▸ **Data extract**:
- Opening Delimiter -

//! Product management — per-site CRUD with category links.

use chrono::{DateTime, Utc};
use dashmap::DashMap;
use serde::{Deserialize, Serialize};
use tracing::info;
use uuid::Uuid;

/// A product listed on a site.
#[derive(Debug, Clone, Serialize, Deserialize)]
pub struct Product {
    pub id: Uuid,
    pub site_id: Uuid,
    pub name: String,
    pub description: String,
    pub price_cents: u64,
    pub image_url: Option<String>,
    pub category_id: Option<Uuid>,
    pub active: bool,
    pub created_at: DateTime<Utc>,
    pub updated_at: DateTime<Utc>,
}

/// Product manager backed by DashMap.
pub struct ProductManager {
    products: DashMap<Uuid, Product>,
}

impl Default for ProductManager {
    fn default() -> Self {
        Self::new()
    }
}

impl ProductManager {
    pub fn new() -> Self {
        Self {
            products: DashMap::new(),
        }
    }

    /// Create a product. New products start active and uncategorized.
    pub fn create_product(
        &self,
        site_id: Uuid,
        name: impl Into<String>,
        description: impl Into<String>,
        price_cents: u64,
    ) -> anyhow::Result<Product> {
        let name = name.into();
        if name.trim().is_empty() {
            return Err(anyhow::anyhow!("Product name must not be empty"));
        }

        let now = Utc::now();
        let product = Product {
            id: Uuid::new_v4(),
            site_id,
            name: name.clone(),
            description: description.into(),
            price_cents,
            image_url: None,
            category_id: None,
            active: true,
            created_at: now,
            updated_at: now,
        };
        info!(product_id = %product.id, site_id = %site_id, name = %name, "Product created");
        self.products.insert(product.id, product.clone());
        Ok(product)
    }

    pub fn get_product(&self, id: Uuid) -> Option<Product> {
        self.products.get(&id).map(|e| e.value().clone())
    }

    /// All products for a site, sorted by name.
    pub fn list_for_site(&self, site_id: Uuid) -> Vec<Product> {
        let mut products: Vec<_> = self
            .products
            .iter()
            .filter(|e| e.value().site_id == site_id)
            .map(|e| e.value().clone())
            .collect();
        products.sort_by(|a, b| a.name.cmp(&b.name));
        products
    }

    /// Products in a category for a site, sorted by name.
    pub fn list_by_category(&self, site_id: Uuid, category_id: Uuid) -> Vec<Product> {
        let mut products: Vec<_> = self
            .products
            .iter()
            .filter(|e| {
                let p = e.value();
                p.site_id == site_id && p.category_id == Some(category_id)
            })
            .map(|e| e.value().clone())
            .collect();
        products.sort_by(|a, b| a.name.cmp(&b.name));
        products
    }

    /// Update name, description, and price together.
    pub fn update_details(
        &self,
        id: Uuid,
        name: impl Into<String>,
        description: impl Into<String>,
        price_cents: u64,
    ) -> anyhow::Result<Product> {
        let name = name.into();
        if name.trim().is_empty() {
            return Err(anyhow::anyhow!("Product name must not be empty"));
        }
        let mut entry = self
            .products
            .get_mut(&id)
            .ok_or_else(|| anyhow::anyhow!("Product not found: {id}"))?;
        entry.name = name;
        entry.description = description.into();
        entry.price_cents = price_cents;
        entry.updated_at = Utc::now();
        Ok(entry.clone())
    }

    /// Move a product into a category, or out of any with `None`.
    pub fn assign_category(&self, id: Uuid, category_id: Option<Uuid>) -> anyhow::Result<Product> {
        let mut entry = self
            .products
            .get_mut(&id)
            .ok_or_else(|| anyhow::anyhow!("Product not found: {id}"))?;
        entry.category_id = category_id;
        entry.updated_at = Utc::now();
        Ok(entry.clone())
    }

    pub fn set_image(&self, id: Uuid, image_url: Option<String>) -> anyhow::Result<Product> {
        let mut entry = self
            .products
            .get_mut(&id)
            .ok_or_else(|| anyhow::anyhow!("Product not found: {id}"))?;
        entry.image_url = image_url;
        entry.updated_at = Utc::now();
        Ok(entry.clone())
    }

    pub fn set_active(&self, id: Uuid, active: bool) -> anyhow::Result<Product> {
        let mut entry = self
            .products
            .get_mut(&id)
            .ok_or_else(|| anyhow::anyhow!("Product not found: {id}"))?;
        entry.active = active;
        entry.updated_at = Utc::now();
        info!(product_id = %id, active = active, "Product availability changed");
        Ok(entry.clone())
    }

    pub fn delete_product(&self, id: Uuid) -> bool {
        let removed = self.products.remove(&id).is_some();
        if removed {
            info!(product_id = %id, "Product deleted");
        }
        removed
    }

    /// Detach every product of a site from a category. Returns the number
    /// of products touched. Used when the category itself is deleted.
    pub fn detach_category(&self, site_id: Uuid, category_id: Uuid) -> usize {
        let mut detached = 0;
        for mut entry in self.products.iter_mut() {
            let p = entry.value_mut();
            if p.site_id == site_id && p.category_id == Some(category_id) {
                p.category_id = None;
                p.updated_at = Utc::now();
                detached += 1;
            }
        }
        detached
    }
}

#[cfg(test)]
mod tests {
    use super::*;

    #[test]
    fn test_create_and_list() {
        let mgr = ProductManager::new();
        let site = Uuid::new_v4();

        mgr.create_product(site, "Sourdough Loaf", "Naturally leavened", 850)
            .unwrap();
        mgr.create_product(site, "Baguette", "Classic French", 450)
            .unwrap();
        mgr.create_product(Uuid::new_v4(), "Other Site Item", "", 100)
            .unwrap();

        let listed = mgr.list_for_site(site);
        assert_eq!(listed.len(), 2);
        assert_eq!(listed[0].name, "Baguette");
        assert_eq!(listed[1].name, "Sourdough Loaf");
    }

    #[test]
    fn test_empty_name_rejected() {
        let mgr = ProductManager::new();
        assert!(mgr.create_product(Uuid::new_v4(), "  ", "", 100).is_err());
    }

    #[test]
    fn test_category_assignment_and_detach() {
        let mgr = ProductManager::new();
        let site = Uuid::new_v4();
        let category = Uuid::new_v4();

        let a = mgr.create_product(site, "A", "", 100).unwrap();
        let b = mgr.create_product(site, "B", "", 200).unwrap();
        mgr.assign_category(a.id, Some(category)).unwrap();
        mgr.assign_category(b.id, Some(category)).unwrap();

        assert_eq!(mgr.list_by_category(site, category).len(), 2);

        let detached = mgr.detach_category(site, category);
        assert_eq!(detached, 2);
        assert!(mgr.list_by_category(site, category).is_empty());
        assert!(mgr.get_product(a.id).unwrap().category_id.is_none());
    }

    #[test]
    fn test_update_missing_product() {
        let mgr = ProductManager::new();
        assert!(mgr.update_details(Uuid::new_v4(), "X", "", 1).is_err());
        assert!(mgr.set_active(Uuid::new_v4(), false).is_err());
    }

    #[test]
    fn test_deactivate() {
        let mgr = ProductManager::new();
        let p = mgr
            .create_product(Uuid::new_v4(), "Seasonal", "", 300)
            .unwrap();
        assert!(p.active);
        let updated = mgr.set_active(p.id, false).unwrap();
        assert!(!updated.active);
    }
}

- Closing Delimiter -

▸ **Exercise aim**: All of the data above needs to be given again exactly.

▸ **Output of the exercise**:
//! Product management — per-site CRUD with category links.

use chrono::{DateTime, Utc};
use dashmap::DashMap;
use serde::{Deserialize, Serialize};
use tracing::info;
use uuid::Uuid;

/// A product listed on a site.
#[derive(Debug, Clone, Serialize, Deserialize)]
pub struct Product {
    pub id: Uuid,
    pub site_id: Uuid,
    pub name: String,
    pub description: String,
    pub price_cents: u64,
    pub image_url: Option<String>,
    pub category_id: Option<Uuid>,
    pub active: bool,
    pub created_at: DateTime<Utc>,
    pub updated_at: DateTime<Utc>,
}

/// Product manager backed by DashMap.
pub struct ProductManager {
    products: DashMap<Uuid, Product>,
}

impl Default for ProductManager {
    fn default() -> Self {
        Self::new()
    }
}

impl ProductManager {
    pub fn new() -> Self {
        Self {
            products: DashMap::new(),
        }
    }

    /// Create a product. New products start active and uncategorized.
    pub fn create_product(
        &self,
        site_id: Uuid,
        name: impl Into<String>,
        description: impl Into<String>,
        price_cents: u64,
    ) -> anyhow::Result<Product> {
        let name = name.into();
        if name.trim().is_empty() {
            return Err(anyhow::anyhow!("Product name must not be empty"));
        }

        let now = Utc::now();
        let product = Product {
            id: Uuid::new_v4(),
            site_id,
            name: name.clone(),
            description: description.into(),
            price_cents,
            image_url: None,
            category_id: None,
            active: true,
            created_at: now,
            updated_at: now,
        };
        info!(product_id = %product.id, site_id = %site_id, name = %name, "Product created");
        self.products.insert(product.id, product.clone());
        Ok(product)
    }

    pub fn get_product(&self, id: Uuid) -> Option<Product> {
        self.products.get(&id).map(|e| e.value().clone())
    }

    /// All products for a site, sorted by name.
    pub fn list_for_site(&self, site_id: Uuid) -> Vec<Product> {
        let mut products: Vec<_> = self
            .products
            .iter()
            .filter(|e| e.value().site_id == site_id)
            .map(|e| e.value().clone())
            .collect();
        products.sort_by(|a, b| a.name.cmp(&b.name));
        products
    }

    /// Products in a category for a site, sorted by name.
    pub fn list_by_category(&self, site_id: Uuid, category_id: Uuid) -> Vec<Product> {
        let mut products: Vec<_> = self
            .products
            .iter()
            .filter(|e| {
                let p = e.value();
                p.site_id == site_id && p.category_id == Some(category_id)
            })
            .map(|e| e.value().clone())
            .collect();
        products.sort_by(|a, b| a.name.cmp(&b.name));
        products
    }

    /// Update name, description, and price together.
    pub fn update_details(
        &self,
        id: Uuid,
        name: impl Into<String>,
        description: impl Into<String>,
        price_cents: u64,
    ) -> anyhow::Result<Product> {
        let name = name.into();
        if name.trim().is_empty() {
            return Err(anyhow::anyhow!("Product name must not be empty"));
        }
        let mut entry = self
            .products
            .get_mut(&id)
            .ok_or_else(|| anyhow::anyhow!("Product not found: {id}"))?;
        entry.name = name;
        entry.description = description.into();
        entry.price_cents = price_cents;
        entry.updated_at = Utc::now();
        Ok(entry.clone())
    }

    /// Move a product into a category, or out of any with `None`.
    pub fn assign_category(&self, id: Uuid, category_id: Option<Uuid>) -> anyhow::Result<Product> {
        let mut entry = self
            .products
            .get_mut(&id)
            .ok_or_else(|| anyhow::anyhow!("Product not found: {id}"))?;
        entry.category_id = category_id;
        entry.updated_at = Utc::now();
        Ok(entry.clone())
    }

    pub fn set_image(&self, id: Uuid, image_url: Option<String>) -> anyhow::Result<Product> {
        let mut entry = self
            .products
            .get_mut(&id)
            .ok_or_else(|| anyhow::anyhow!("Product not found: {id}"))?;
        entry.image_url = image_url;
        entry.updated_at = Utc::now();
        Ok(entry.clone())
    }

    pub fn set_active(&self, id: Uuid, active: bool) -> anyhow::Result<Product> {
        let mut entry = self
            .products
            .get_mut(&id)
            .ok_or_else(|| anyhow::anyhow!("Product not found: {id}"))?;
        entry.active = active;
        entry.updated_at = Utc::now();
        info!(product_id = %id, active = active, "Product availability changed");
        Ok(entry.clone())
    }

    pub fn delete_product(&self, id: Uuid) -> bool {
        let removed = self.products.remove(&id).is_some();
        if removed {
            info!(product_id = %id, "Product deleted");
        }
        removed
    }

    /// Detach every product of a site from a category. Returns the number
    /// of products touched. Used when the category itself is deleted.
    pub fn detach_category(&self, site_id: Uuid, category_id: Uuid) -> usize {
        let mut detached = 0;
        for mut entry in self.products.iter_mut() {
            let p = entry.value_mut();
            if p.site_id == site_id && p.category_id == Some(category_id) {
                p.category_id = None;
                p.updated_at = Utc::now();
                detached += 1;
            }
        }
        detached
    }
}

#[cfg(test)]
mod tests {
    use super::*;

    #[test]
    fn test_create_and_list() {
        let mgr = ProductManager::new();
        let site = Uuid::new_v4();

        mgr.create_product(site, "Sourdough Loaf", "Naturally leavened", 850)
            .unwrap();
        mgr.create_product(site, "Baguette", "Classic French", 450)
            .unwrap();
        mgr.create_product(Uuid::new_v4(), "Other Site Item", "", 100)
            .unwrap();

        let listed = mgr.list_for_site(site);
        assert_eq!(listed.len(), 2);
        assert_eq!(listed[0].name, "Baguette");
        assert_eq!(listed[1].name, "Sourdough Loaf");
    }

    #[test]
    fn test_empty_name_rejected() {
        let mgr = ProductManager::new();
        assert!(mgr.create_product(Uuid::new_v4(), "  ", "", 100).is_err());
    }

    #[test]
    fn test_category_assignment_and_detach() {
        let mgr = ProductManager::new();
        let site = Uuid::new_v4();
        let category = Uuid::new_v4();

        let a = mgr.create_product(site, "A", "", 100).unwrap();
        let b = mgr.create_product(site, "B", "", 200).unwrap();
        mgr.assign_category(a.id, Some(category)).unwrap();
        mgr.assign_category(b.id, Some(category)).unwrap();

        assert_eq!(mgr.list_by_category(site, category).len(), 2);

        let detached = mgr.detach_category(site, category);
        assert_eq!(detached, 2);
        assert!(mgr.list_by_category(site, category).is_empty());
        assert!(mgr.get_product(a.id).unwrap().category_id.is_none());
    }

    #[test]
    fn test_update_missing_product() {
        let mgr = ProductManager::new();
        assert!(mgr.update_details(Uuid::new_v4(), "X", "", 1).is_err());
        assert!(mgr.set_active(Uuid::new_v4(), false).is_err());
    }

    #[test]
    fn test_deactivate() {
        let mgr = ProductManager::new();
        let p = mgr
            .create_product(Uuid::new_v4(), "Seasonal", "", 300)
            .unwrap();
        assert!(p.active);
        let updated = mgr.set_active(p.id, false).unwrap();
        assert!(!updated.active);
    }
}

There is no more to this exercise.